> WORK ORDER
Go through the listing below and gather every line with the word "operations".
---
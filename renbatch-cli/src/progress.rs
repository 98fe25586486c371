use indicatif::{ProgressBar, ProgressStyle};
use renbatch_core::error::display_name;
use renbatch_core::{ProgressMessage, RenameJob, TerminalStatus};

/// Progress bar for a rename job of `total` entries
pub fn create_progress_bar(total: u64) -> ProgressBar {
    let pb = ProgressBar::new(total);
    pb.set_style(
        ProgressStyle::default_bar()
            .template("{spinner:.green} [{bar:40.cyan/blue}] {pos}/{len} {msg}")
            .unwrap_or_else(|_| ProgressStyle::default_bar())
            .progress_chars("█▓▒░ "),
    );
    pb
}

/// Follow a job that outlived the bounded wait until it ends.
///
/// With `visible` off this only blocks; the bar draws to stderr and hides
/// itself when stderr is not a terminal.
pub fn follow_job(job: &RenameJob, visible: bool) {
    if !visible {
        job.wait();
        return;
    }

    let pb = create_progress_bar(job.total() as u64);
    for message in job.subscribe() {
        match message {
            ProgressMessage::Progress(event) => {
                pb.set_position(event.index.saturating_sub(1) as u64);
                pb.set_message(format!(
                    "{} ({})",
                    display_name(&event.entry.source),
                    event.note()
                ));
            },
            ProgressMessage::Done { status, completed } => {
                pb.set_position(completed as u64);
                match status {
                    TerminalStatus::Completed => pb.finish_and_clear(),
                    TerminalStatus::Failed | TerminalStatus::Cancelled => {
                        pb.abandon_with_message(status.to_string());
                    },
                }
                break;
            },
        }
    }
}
---
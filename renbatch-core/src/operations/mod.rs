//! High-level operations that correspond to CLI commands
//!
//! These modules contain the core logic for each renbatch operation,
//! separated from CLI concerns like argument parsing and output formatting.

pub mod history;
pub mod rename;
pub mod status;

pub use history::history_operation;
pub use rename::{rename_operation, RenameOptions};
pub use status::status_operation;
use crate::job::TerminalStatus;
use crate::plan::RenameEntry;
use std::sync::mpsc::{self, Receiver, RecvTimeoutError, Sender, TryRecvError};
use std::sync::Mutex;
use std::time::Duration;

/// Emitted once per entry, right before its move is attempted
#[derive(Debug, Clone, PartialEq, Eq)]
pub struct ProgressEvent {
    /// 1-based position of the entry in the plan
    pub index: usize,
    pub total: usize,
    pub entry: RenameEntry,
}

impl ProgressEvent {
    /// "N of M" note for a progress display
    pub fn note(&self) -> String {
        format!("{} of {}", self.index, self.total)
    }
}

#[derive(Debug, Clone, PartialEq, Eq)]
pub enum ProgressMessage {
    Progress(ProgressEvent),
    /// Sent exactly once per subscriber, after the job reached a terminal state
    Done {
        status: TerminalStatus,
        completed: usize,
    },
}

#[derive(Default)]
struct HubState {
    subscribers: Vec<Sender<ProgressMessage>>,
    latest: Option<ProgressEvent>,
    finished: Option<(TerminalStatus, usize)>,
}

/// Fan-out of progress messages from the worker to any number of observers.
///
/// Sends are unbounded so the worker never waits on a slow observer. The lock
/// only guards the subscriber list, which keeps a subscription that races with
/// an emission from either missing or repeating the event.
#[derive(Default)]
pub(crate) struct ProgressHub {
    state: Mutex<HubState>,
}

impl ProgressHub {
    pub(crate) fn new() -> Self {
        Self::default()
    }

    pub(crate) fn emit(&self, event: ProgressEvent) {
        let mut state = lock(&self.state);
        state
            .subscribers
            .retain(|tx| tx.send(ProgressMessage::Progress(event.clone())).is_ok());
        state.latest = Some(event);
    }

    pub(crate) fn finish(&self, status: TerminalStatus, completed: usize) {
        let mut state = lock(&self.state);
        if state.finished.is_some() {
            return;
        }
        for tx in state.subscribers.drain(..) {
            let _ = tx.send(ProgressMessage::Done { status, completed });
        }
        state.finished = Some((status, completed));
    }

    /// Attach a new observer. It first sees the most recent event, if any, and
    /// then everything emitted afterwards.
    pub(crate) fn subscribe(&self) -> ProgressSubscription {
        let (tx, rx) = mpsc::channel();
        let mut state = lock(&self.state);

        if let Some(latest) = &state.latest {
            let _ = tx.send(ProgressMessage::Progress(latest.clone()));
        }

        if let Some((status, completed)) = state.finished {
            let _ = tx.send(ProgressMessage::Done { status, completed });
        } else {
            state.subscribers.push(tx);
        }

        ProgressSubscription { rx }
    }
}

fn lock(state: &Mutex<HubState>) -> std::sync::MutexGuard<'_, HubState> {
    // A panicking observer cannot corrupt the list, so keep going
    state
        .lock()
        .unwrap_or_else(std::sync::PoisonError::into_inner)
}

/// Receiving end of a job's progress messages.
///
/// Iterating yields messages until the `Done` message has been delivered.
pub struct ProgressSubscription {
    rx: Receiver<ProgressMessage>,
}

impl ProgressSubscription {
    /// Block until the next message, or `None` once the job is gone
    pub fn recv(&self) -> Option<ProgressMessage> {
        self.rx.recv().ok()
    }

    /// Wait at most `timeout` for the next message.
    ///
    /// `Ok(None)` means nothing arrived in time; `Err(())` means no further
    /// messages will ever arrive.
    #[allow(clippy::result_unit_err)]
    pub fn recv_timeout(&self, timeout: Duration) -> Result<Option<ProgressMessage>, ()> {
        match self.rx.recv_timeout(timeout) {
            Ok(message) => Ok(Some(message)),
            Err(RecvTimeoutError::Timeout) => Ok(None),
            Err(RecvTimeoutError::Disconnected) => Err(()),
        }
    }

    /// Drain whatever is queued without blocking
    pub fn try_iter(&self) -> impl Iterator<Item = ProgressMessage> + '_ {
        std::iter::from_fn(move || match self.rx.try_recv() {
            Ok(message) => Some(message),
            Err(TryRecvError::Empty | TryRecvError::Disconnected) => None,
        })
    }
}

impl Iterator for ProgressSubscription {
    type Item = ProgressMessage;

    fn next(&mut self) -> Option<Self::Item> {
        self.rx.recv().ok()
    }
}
---
> EXERCISE OUTPUT
filename renbatch-core/src/operations/mod.rs
//! High-level operations that correspond to CLI commands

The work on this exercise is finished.